In the past few years, medicine has made tremendous strides in the treatment of men's hair loss. With the advent of 5-alpha-reductase inhibitors such as Propecia and the evolution of surgical hair restoration, for many, living with noticeable hair loss is no longer inevitable. For the first time in the history of mankind, it is now possible to stop or slow the progression of hair loss and to replace lost hair through surgery with completely natural results. However, with that said, the vast majority of hair loss treatments being marketed today are still nothing but "snake oils."
You've all seen the ads in the back of men's magazines, you've heard the commercials on the radio and you've seen the infomercials promoting miracle treatments for hair loss. The bottom line is that the vast majority of advertised "treatments" do not work for the prevention and treatment of hair loss. If a hair loss treatment is not approved by the FDA or recommended by The American Hair Loss Association, chances are you are wasting your precious time and money. Remember, successful treatment of hair loss is greatly dependent on early intervention. It is critical to begin treatment with an effective product as soon as you notice the onset of hair loss.
The following two treatments have been clinically proven to successfully treat hair loss in men to varying degrees.
Finasteride is the generic name for the brand name drugs Proscar and Propecia. Finasteride was originally developed by Merck as a drug to treat enlarged prostate glands (Proscar). During the trials on men with prostate problems an intriguing side effect of hair growth was observed. Since finasteride had already been approved by the FDA to treat enlarged prostates in men, Merck and Company decided to pursue the possibility of developing finasteride as the first pill to treat male pattern baldness.
On December 22, 1997 the FDA approved a 1mg dose of finasteride for the treatment of androgenic alopecia in men (male pattern baldness). Propecia is the first drug in history to effectively treat male pattern baldness in the vast majority of men who use it.

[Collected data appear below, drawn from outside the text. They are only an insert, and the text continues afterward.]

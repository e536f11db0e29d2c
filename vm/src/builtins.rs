//! The builtin package: the root class, strings, exceptions, the table map
//! and their intrinsic functions. Builtin definitions are addressed from
//! bytecode and package files by negative ids; in memory they live in a
//! reserved package slot.

use object::str_meta;

use crate::class::Class;
use crate::function::Function;
use crate::id::{DefnFlags, DefnKey};
use crate::name::Name;
use crate::ty::Type;

// Class indices.
pub const OBJECT_CLASS: DefnKey = DefnKey::builtin(0);
pub const NOTHING_CLASS: DefnKey = DefnKey::builtin(1);
pub const STRING_CLASS: DefnKey = DefnKey::builtin(2);
pub const TYPE_CLASS: DefnKey = DefnKey::builtin(3);
pub const PACKAGE_CLASS: DefnKey = DefnKey::builtin(4);
pub const TABLE_CLASS: DefnKey = DefnKey::builtin(5);
pub const EXCEPTION_CLASS: DefnKey = DefnKey::builtin(6);
pub const NULL_POINTER_EXCEPTION_CLASS: DefnKey = DefnKey::builtin(7);
pub const UNINITIALIZED_EXCEPTION_CLASS: DefnKey = DefnKey::builtin(8);
pub const OUT_OF_BOUNDS_EXCEPTION_CLASS: DefnKey = DefnKey::builtin(9);
pub const CAST_EXCEPTION_CLASS: DefnKey = DefnKey::builtin(10);
pub const ARITHMETIC_EXCEPTION_CLASS: DefnKey = DefnKey::builtin(11);
pub const NO_SUCH_ELEMENT_EXCEPTION_CLASS: DefnKey = DefnKey::builtin(12);

// Function indices.
pub const OBJECT_CTOR_FN: DefnKey = DefnKey::builtin(0);
pub const EXCEPTION_CTOR_FN: DefnKey = DefnKey::builtin(1);
pub const STRING_CONCAT_FN: DefnKey = DefnKey::builtin(2);
pub const STRING_EQ_FN: DefnKey = DefnKey::builtin(3);
pub const STRING_LEN_FN: DefnKey = DefnKey::builtin(4);
pub const PRINT_FN: DefnKey = DefnKey::builtin(5);
pub const TABLE_NEW_FN: DefnKey = DefnKey::builtin(6);
pub const TABLE_INSERT_FN: DefnKey = DefnKey::builtin(7);
pub const TABLE_CONTAINS_FN: DefnKey = DefnKey::builtin(8);
pub const TABLE_GET_FN: DefnKey = DefnKey::builtin(9);
pub const TABLE_REMOVE_FN: DefnKey = DefnKey::builtin(10);
pub const TABLE_LEN_FN: DefnKey = DefnKey::builtin(11);

/// The package id reserved for builtins never hosts real globals or type
/// parameters.
pub struct Builtins {
    pub classes: Box<[Class]>,
    pub functions: Box<[Function]>,
}

fn name(text: &str) -> Name {
    Name::from_defn_string(text).expect("builtin name")
}

fn object_type(class: DefnKey) -> Type {
    Type::object(class, vec![])
}

fn class(
    class_name: &str,
    supertype: Option<Type>,
    fields: Vec<crate::class::Field>,
    constructors: Vec<DefnKey>,
    methods: Vec<DefnKey>,
    element_type: Option<Type>,
    length_field_index: Option<u32>,
) -> Class {
    Class::new(
        name(class_name),
        name(class_name),
        DefnFlags::PUBLIC,
        Box::new([]),
        supertype,
        fields.into_boxed_slice(),
        constructors.into_boxed_slice(),
        methods.into_boxed_slice(),
        crate::id::BUILTIN_PACKAGE,
        element_type,
        length_field_index,
    )
}

fn exception_class(class_name: &str) -> Class {
    class(
        class_name,
        Some(object_type(EXCEPTION_CLASS)),
        vec![],
        vec![EXCEPTION_CTOR_FN],
        vec![],
        None,
        None,
    )
}

fn function(
    fn_name: &str,
    builtin: DefnKey,
    flags: DefnFlags,
    return_type: Type,
    param_types: Vec<Type>,
) -> Function {
    Function {
        name: name(fn_name),
        source_name: name(fn_name),
        flags,
        builtin_id: crate::id::builtin_id(builtin.index),
        type_params: Box::new([]),
        return_type,
        param_types: param_types.into_boxed_slice(),
        package: crate::id::BUILTIN_PACKAGE,
        locals_size: 0,
        instructions: Box::new([]),
        block_offsets: Box::new([]),
        overrides: Box::new([]),
        inst_types: Box::new([]),
        stack_map: Default::default(),
        native_code: Default::default(),
        native_cif: Default::default(),
    }
}

impl Builtins {
    pub fn new() -> Builtins {
        let length_flags = DefnFlags::PUBLIC | DefnFlags::CONST | DefnFlags::ARRAY_LENGTH;

        let classes = vec![
            // Object: the root.
            class("Object", None, vec![], vec![OBJECT_CTOR_FN], vec![], None, None),
            class("Nothing", Some(object_type(OBJECT_CLASS)), vec![], vec![], vec![], None, None),
            class(
                "String",
                Some(object_type(OBJECT_CLASS)),
                vec![crate::class::Field {
                    name: name("length"),
                    flags: length_flags,
                    ty: Type::I64,
                }],
                vec![],
                vec![STRING_CONCAT_FN, STRING_EQ_FN, STRING_LEN_FN],
                Some(Type::I8),
                Some(0),
            )
            .with_fixed_meta(str_meta(STRING_CLASS.pack())),
            class("Type", Some(object_type(OBJECT_CLASS)), vec![], vec![], vec![], None, None),
            class(
                "Package",
                Some(object_type(OBJECT_CLASS)),
                vec![crate::class::Field {
                    name: name("id"),
                    flags: DefnFlags::CONST,
                    ty: Type::I64,
                }],
                vec![],
                vec![],
                None,
                None,
            ),
            // The table presents a stable identity; its entries live in a
            // separate block that is swapped out on growth.
            class(
                "Table",
                Some(object_type(OBJECT_CLASS)),
                vec![crate::class::Field {
                    name: name("entries"),
                    flags: DefnFlags::PRIVATE,
                    ty: Type::nullable_object(OBJECT_CLASS, vec![]),
                }],
                vec![],
                vec![
                    TABLE_INSERT_FN,
                    TABLE_CONTAINS_FN,
                    TABLE_GET_FN,
                    TABLE_REMOVE_FN,
                    TABLE_LEN_FN,
                ],
                None,
                None,
            ),
            class(
                "Exception",
                Some(object_type(OBJECT_CLASS)),
                vec![],
                vec![EXCEPTION_CTOR_FN],
                vec![],
                None,
                None,
            ),
            exception_class("NullPointerException"),
            exception_class("UninitializedException"),
            exception_class("OutOfBoundsException"),
            exception_class("CastException"),
            exception_class("ArithmeticException"),
            exception_class("NoSuchElementException"),
        ];

        let method = DefnFlags::PUBLIC | DefnFlags::METHOD;
        let ctor = method | DefnFlags::CONSTRUCTOR;
        let string_ty = object_type(STRING_CLASS);
        let table_ty = object_type(TABLE_CLASS);

        let functions = vec![
            function(
                "Object.init",
                OBJECT_CTOR_FN,
                ctor,
                Type::Unit,
                vec![object_type(OBJECT_CLASS)],
            ),
            function(
                "Exception.init",
                EXCEPTION_CTOR_FN,
                ctor,
                Type::Unit,
                vec![object_type(EXCEPTION_CLASS)],
            ),
            function(
                "String.concat",
                STRING_CONCAT_FN,
                method,
                string_ty.clone(),
                vec![string_ty.clone(), string_ty.clone()],
            ),
            function(
                "String.eq",
                STRING_EQ_FN,
                method,
                Type::Boolean,
                vec![string_ty.clone(), string_ty.clone()],
            ),
            function(
                "String.length",
                STRING_LEN_FN,
                method,
                Type::I64,
                vec![string_ty.clone()],
            ),
            function(
                "print",
                PRINT_FN,
                DefnFlags::PUBLIC | DefnFlags::STATIC,
                Type::Unit,
                vec![string_ty.clone()],
            ),
            function(
                "Table.new",
                TABLE_NEW_FN,
                DefnFlags::PUBLIC | DefnFlags::STATIC,
                table_ty.clone(),
                vec![],
            ),
            function(
                "Table.insert",
                TABLE_INSERT_FN,
                method,
                Type::Boolean,
                vec![table_ty.clone(), string_ty.clone(), Type::I64],
            ),
            function(
                "Table.contains",
                TABLE_CONTAINS_FN,
                method,
                Type::Boolean,
                vec![table_ty.clone(), string_ty.clone()],
            ),
            function(
                "Table.get",
                TABLE_GET_FN,
                method,
                Type::I64,
                vec![table_ty.clone(), string_ty.clone()],
            ),
            function(
                "Table.remove",
                TABLE_REMOVE_FN,
                method,
                Type::I64,
                vec![table_ty.clone(), string_ty.clone()],
            ),
            function("Table.length", TABLE_LEN_FN, method, Type::I64, vec![table_ty]),
        ];

        Builtins {
            classes: classes.into_boxed_slice(),
            functions: functions.into_boxed_slice(),
        }
    }
}

impl Default for Builtins {
    fn default() -> Self {
        Self::new()
    }
}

How Propecia/Finasteride Works:
Finasteride's hair-raising success is due to its ability to specifically inhibit Type II 5-alpha-reductace, the enzyme that converts testosterone into a more potent androgen dihydrotestosterone (DHT). Propecia's 1 mg dose of finasteride can effectively lower DHT levels by as much as 60% when taken daily. It is DHT that shrinks or miniaturizes the hair follicle, which eventually leads to baldness. This 60% reduction in DHT has proven to stop the progression of hair loss in 86% of men taking the drug during clinical trials. 65% of trial participants experienced what was considered a substantial increase in hair growth.
At this point, the only truly effective medically proven way to arrest the hair loss process is to lower DHT levels. The American Hair Loss Association recommends finasteride as the first line of attack for all men interested in treating their male pattern baldness.
While Propecia is generally well tolerated, as with all drugs side effects can occur.
• loss of interest in sex,
• trouble having an orgasm,
• abnormal ejaculation,
• swelling in your hands or feet,
• swelling or tenderness in your breasts,
• feeling like you might pass out,
• runny nose, or
• skin rash.
The sexual side effects of Propecia may continue after you stop taking it. Talk to your doctor if you have concerns about these side effects. Propecia may also cause decrease in blood prostate specific antigen (PSA) levels, and can affect the PSA blood test.
Minoxidil (loniten) was the first drug approved by the FDA for the treatment of male pattern baldness. For many years, minoxidill, in pill form, was widely used to treat high blood pressure. Just like finasteride researchers discovered a very interesting side effect of the drug. People taking the medication were growing hair in unexpected places like on their cheeks and the back of their hands, some even grew hair on their foreheads.
Some enterprising researchers had the notion that applying minoxidil topically, directly on the head, might grow hair on balding areas. Well it did this to varying degrees depending on the extent of the hair loss. For it's time, this treatment was revolutionary.
While minoxidil has been clinically proven to slow the progression of hair loss and regrow some hair, most informed experts see it as a relatively marginally effective drug in the fight against hair loss. Since minoxidil has no effect on the hormonal process of hair loss its positive effects are at best temporary and usually yield somewhat disappointing long-term results.
With that said, The American Hair Loss Association still recommends the drug for those who have not responded favorably to finasteride treatment or for those who would like to add another product to their regimen. The AHLA does not recommend minoxidil as the first line of attack for men suffering with male pattern baldness, but does recognize it as an effective treatment for a small percentage of its users.